> **SUPPLIED DATA**
//! SAM data preparation CLI
//!
//! Three tools behind one binary: checkpoint download, mask generation over a
//! folder of PNGs and batch image download.

use super::config::CliConfigBuilder;
use crate::{
    cache::{format_size, CheckpointCache, CACHE_DIR_ENV},
    config::{DEFAULT_CHECKPOINT_URL, DEFAULT_MIN_CHECKPOINT_SIZE, DEFAULT_PROBE_URL},
    download::{FetchOutcome, ModelDownloader},
    image_fetch::{parse_url_list, ImageBatchDownloader},
    services::create_cli_progress_reporter,
    tracing_config::{init_cli_tracing, spans, TracingFormat},
    types::BatchSummary,
};
use anyhow::{Context, Result};
use clap::{Args, Parser, Subcommand};
use log::{error, info, warn};
use std::io::IsTerminal;
use std::path::PathBuf;
use std::time::Instant;
use tracing::Instrument;

/// Default folder shared by `fetch-images` (output) and `segment` (input)
pub const DEFAULT_IMAGE_DIR: &str = "downloaded_images";

/// Data preparation tools for Segment Anything
#[derive(Parser, Debug)]
#[command(author, version, about, long_about = None)]
#[command(name = "sam-prep")]
pub struct Cli {
    /// Enable verbose logging (-v: DEBUG, -vv: TRACE)
    #[arg(short, long, action = clap::ArgAction::Count, global = true)]
    pub verbose: u8,

    /// Log output format (console, compact, or json with the tracing-json feature)
    #[arg(long, default_value = "console", global = true)]
    pub log_format: String,

    #[command(subcommand)]
    pub command: Commands,
}

#[derive(Subcommand, Debug)]
pub enum Commands {
    /// Download the pretrained SAM checkpoint
    Download(DownloadArgs),
    /// Generate a centre-prompted mask for every PNG in a folder
    Segment(SegmentArgs),
    /// Download images from URLs and save them as PNG
    FetchImages(FetchImagesArgs),
    /// Show the checkpoint cache directory and its contents
    Cache,
}

impl Commands {
    fn name(&self) -> &'static str {
        match self {
            Self::Download(_) => "download",
            Self::Segment(_) => "segment",
            Self::FetchImages(_) => "fetch-images",
            Self::Cache => "cache",
        }
    }
}

#[derive(Args, Debug)]
pub struct DownloadArgs {
    /// Checkpoint URL
    #[arg(long, default_value = DEFAULT_CHECKPOINT_URL)]
    pub url: String,

    /// Destination file [default: checkpoint cache]
    #[arg(short, long)]
    pub output: Option<PathBuf>,

    /// Existing files at least this large (bytes) are kept
    #[arg(long, default_value_t = DEFAULT_MIN_CHECKPOINT_SIZE)]
    pub min_size: u64,

    /// Endpoint checked before the transfer starts
    #[arg(long, default_value = DEFAULT_PROBE_URL, conflicts_with = "no_probe")]
    pub probe_url: String,

    /// Skip the connectivity probe
    #[arg(long)]
    pub no_probe: bool,

    /// Seconds to wait for response headers and for each chunk
    #[arg(long, default_value_t = 30)]
    pub timeout: u64,

    /// Seconds to wait for the TCP connection
    #[arg(long, default_value_t = 30)]
    pub connect_timeout: u64,

    /// Read chunk size in bytes
    #[arg(long, default_value_t = crate::config::DEFAULT_CHUNK_SIZE)]
    pub chunk_size: usize,

    /// Expected SHA-256 of the finished file (hex)
    #[arg(long)]
    pub sha256: Option<String>,

    /// Maximum number of attempts, including the first
    #[arg(long, default_value_t = 3)]
    pub retries: u32,

    /// Hide the progress bar
    #[arg(short, long)]
    pub quiet: bool,
}

#[derive(Args, Debug)]
pub struct SegmentArgs {
    /// Folder containing PNG images (surrounding quotes are ignored)
    #[arg(value_name = "INPUT_DIR", default_value = DEFAULT_IMAGE_DIR)]
    pub input_dir: String,

    /// Where masks are written [default: INPUT_DIR/masks]
    #[arg(short, long)]
    pub output_dir: Option<PathBuf>,

    /// SAM image encoder ONNX file [default: checkpoint cache]
    #[arg(long)]
    pub encoder: Option<PathBuf>,

    /// SAM mask decoder ONNX file [default: checkpoint cache]
    #[arg(long)]
    pub decoder: Option<PathBuf>,

    /// Minimum encoder size in bytes accepted as complete
    #[arg(long, default_value_t = DEFAULT_MIN_CHECKPOINT_SIZE)]
    pub min_model_size: u64,

    /// Execution provider: auto, cpu, cuda or coreml
    #[arg(short, long, default_value = "auto")]
    pub execution_provider: String,

    /// Number of threads (0 = auto-detect)
    #[arg(short, long, default_value_t = 0)]
    pub threads: usize,
}

#[derive(Args, Debug)]
pub struct FetchImagesArgs {
    /// Image URLs; read from --input-file or stdin when omitted
    #[arg(value_name = "URL")]
    pub urls: Vec<String>,

    /// File with one URL per line (reading stops at the first blank line)
    #[arg(short, long, conflicts_with = "urls")]
    pub input_file: Option<PathBuf>,

    /// Where PNGs are written
    #[arg(short, long, default_value = DEFAULT_IMAGE_DIR)]
    pub output_dir: PathBuf,

    /// Seconds allowed per image request
    #[arg(long, default_value_t = 30)]
    pub timeout: u64,
}

pub async fn main() -> Result<()> {
    let cli = Cli::parse();

    let format: TracingFormat = cli
        .log_format
        .parse()
        .map_err(|e: String| anyhow::anyhow!(e))
        .context("Invalid --log-format")?;
    let session_id =
        init_cli_tracing(cli.verbose, format).context("Failed to initialize tracing")?;

    let span = spans::session(&session_id, cli.command.name());
    let start_time = Instant::now();

    let result = async {
        match &cli.command {
            Commands::Download(args) => run_download(args).await,
            Commands::Segment(args) => run_segment(args),
            Commands::FetchImages(args) => run_fetch_images(args).await,
            Commands::Cache => show_cache(),
        }
    }
    .instrument(span)
    .await;

    info!(
        "{} finished in {:.2}s",
        cli.command.name(),
        start_time.elapsed().as_secs_f64()
    );
    result
}

async fn run_download(args: &DownloadArgs) -> Result<()> {
    let config = CliConfigBuilder::fetch_config(args)?;
    let target = CliConfigBuilder::transfer_target(args)?;
    let policy = CliConfigBuilder::retry_policy(args);

    let downloader = ModelDownloader::new(config)
        .context("Failed to create checkpoint downloader")?
        .with_reporter(create_cli_progress_reporter(args.quiet));

    info!("📦 Checkpoint: {}", target.url);
    info!("   Destination: {}", target.destination.display());

    match downloader.fetch_with_retry(&target, &policy).await {
        Ok(FetchOutcome::AlreadyPresent { bytes }) => {
            println!(
                "✅ Checkpoint already present: {} ({})",
                target.destination.display(),
                format_size(bytes)
            );
            Ok(())
        },
        Ok(FetchOutcome::Downloaded { bytes, attempts }) => {
            println!(
                "✅ Downloaded {} to {}",
                format_size(bytes),
                target.destination.display()
            );
            if attempts > 1 {
                info!("Succeeded after {} attempts", attempts);
            }
            Ok(())
        },
        Err(e) => {
            error!("❌ {}", e);
            eprintln!("💡 {}", e.suggestion());
            Err(anyhow::Error::new(e).context("Checkpoint download failed"))
        },
    }
}

#[cfg(feature = "onnx")]
fn run_segment(args: &SegmentArgs) -> Result<()> {
    use crate::backends::OnnxSamBackend;
    use crate::processor::MaskGenerator;

    let input_dir = CliConfigBuilder::input_dir(&args.input_dir);
    let config = CliConfigBuilder::segment_config(args)?;

    for (name, available, description) in OnnxSamBackend::list_providers() {
        log::debug!(
            "Execution provider {}: {} - {}",
            name,
            if available { "available" } else { "not available" },
            description
        );
    }

    info!("🎭 Input directory: {}", input_dir.display());
    let mut generator = MaskGenerator::from_config(config)
        .context("Failed to create mask generator")?
        .with_reporter(create_cli_progress_reporter(false));

    let summary = generator
        .process_directory(&input_dir)
        .with_context(|| format!("Failed to process {}", input_dir.display()))?;
    print_summary("Mask generation", &summary);
    Ok(())
}

#[cfg(not(feature = "onnx"))]
fn run_segment(_args: &SegmentArgs) -> Result<()> {
    anyhow::bail!("Mask generation requires the 'onnx' feature. Rebuild with --features onnx")
}

async fn run_fetch_images(args: &FetchImagesArgs) -> Result<()> {
    let urls = collect_urls(args)?;
    if urls.is_empty() {
        println!("No URLs provided, nothing to do");
        return Ok(());
    }

    let downloader = ImageBatchDownloader::new(&CliConfigBuilder::image_fetch_config(args))
        .context("Failed to create image downloader")?
        .with_reporter(create_cli_progress_reporter(false));

    let summary = downloader
        .batch_download(&urls, &args.output_dir)
        .await
        .context("Image download failed")?;
    print_summary("Image download", &summary);
    Ok(())
}

fn collect_urls(args: &FetchImagesArgs) -> Result<Vec<String>> {
    if !args.urls.is_empty() {
        return Ok(args
            .urls
            .iter()
            .map(|u| u.trim().to_string())
            .filter(|u| !u.is_empty())
            .collect());
    }

    if let Some(path) = &args.input_file {
        let file = std::fs::File::open(path)
            .with_context(|| format!("Failed to open URL list {}", path.display()))?;
        return parse_url_list(std::io::BufReader::new(file))
            .with_context(|| format!("Failed to read URL list {}", path.display()));
    }

    let stdin = std::io::stdin();
    if stdin.is_terminal() {
        eprintln!("Enter image URLs, one per line (blank line to finish):");
    }
    parse_url_list(stdin.lock()).context("Failed to read URLs from stdin")
}

fn show_cache() -> Result<()> {
    let cache = CheckpointCache::new().context("Failed to access checkpoint cache")?;

    println!("📁 Checkpoint cache: {}", cache.cache_dir().display());
    if std::env::var(CACHE_DIR_ENV).is_ok() {
        println!("   Source: {} environment variable", CACHE_DIR_ENV);
    } else {
        println!("   Source: user cache directory");
    }

    let checkpoints = cache
        .list_checkpoints()
        .context("Failed to list cached checkpoints")?;
    if checkpoints.is_empty() {
        println!("\nNo cached files.");
        println!("\n💡 To download the default checkpoint:");
        println!("   sam-prep download");
        return Ok(());
    }

    println!();
    for checkpoint in checkpoints {
        let marker = if checkpoint.partial { " (incomplete)" } else { "" };
        println!(
            "  • {} - {}{}",
            checkpoint.name,
            format_size(checkpoint.size_bytes),
            marker
        );
    }
    Ok(())
}

fn print_summary(label: &str, summary: &BatchSummary) {
    println!("\n{} complete! Succeeded: {}/{}", label, summary.succeeded, summary.total);
    println!("Output: {}", summary.output_dir.display());
    if summary.failed() > 0 {
        warn!("{} item(s) failed:", summary.failed());
        for failure in &summary.failures {
            warn!("  • {}: {}", failure.item, failure.error);
        }
    }
}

> **TASK ITEM**
Find every line of the data that holds the string "struct", then say how many there are and nothing else.

> **TASK ANSWER**
4